→ Your goal:
Look through the data below and show every line that includes "ListingId".
++++++++
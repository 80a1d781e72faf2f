//! # Ports
//!
//! Any adapter must implement these traits to be wired into the services.

use async_trait::async_trait;
use bytes::Bytes;
use mime::Mime;
use secrecy::SecretString;
use tokio::sync::watch;

use crate::errors::{AuthError, StoreError};
use crate::models::{BlobPath, DeletionReport, ListingId, Session};
use crate::search::SearchRange;

/// A document as it sits in the record store, before schema validation.
#[derive(Debug, Clone, PartialEq)]
pub struct RawDocument {
    pub id: ListingId,
    pub data: serde_json::Value,
}

/// The queries the listing views need from the record store.
#[derive(Debug, Clone, PartialEq, Eq)]
pub enum ListingQuery {
    /// Every document, `createdAt` descending. Documents without a valid
    /// `createdAt` are not part of the ordering and are left out.
    Newest,
    /// Equality filter on `ownerUid`; store default order.
    OwnedBy(String),
    /// `name` in `[lower, upper)`, ordered by `name`.
    NameRange(SearchRange),
}

/// Document persistence for the `cars` collection.
#[cfg_attr(any(test, feature = "testing"), mockall::automock)]
#[async_trait]
pub trait ListingStore: Send + Sync {
    /// Persists a new document and returns the id the store assigned.
    async fn insert(&self, document: serde_json::Value) -> Result<ListingId, StoreError>;

    async fn get(&self, id: &ListingId) -> Result<Option<RawDocument>, StoreError>;

    /// One snapshot read.
    async fn query(&self, query: &ListingQuery) -> Result<Vec<RawDocument>, StoreError>;

    /// Reports [`StoreError::NotFound`] when no document has this id.
    async fn delete(&self, id: &ListingId) -> Result<(), StoreError>;
}

/// Object storage for image bytes.
#[cfg_attr(any(test, feature = "testing"), mockall::automock)]
#[async_trait]
pub trait BlobStore: Send + Sync {
    /// Writes raw bytes with their declared MIME type.
    async fn put(&self, path: &BlobPath, data: Bytes, content_type: &Mime) -> Result<(), StoreError>;

    /// Durable fetch URL for an existing object.
    async fn download_url(&self, path: &BlobPath) -> Result<String, StoreError>;

    /// Reports [`StoreError::NotFound`] when the object is absent.
    async fn delete(&self, path: &BlobPath) -> Result<(), StoreError>;
}

/// Identity provider contract.
#[cfg_attr(any(test, feature = "testing"), mockall::automock)]
#[async_trait]
pub trait AuthProvider: Send + Sync {
    async fn sign_in(&self, email: &str, password: &SecretString) -> Result<Session, AuthError>;

    /// Creates the account and signs it in.
    async fn sign_up(&self, email: &str, password: &SecretString) -> Result<Session, AuthError>;

    /// Sets the display name of the signed-in user.
    async fn update_profile(&self, display_name: &str) -> Result<Session, AuthError>;

    async fn sign_out(&self) -> Result<(), AuthError>;

    /// Current session or its absence; updated on every provider transition.
    /// Dropping the receiver ends the subscription.
    fn subscribe(&self) -> watch::Receiver<Option<Session>>;
}

/// Observability sink for best-effort media cleanup.
#[cfg_attr(any(test, feature = "testing"), mockall::automock)]
pub trait CleanupObserver: Send + Sync {
    fn report(&self, report: &DeletionReport);
}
++++++++
→ Output of the task:
use crate::models::{BlobPath, DeletionReport, ListingId, Session};
    pub id: ListingId,
    async fn insert(&self, document: serde_json::Value) -> Result<ListingId, StoreError>;
    async fn get(&self, id: &ListingId) -> Result<Option<RawDocument>, StoreError>;
    async fn delete(&self, id: &ListingId) -> Result<(), StoreError>;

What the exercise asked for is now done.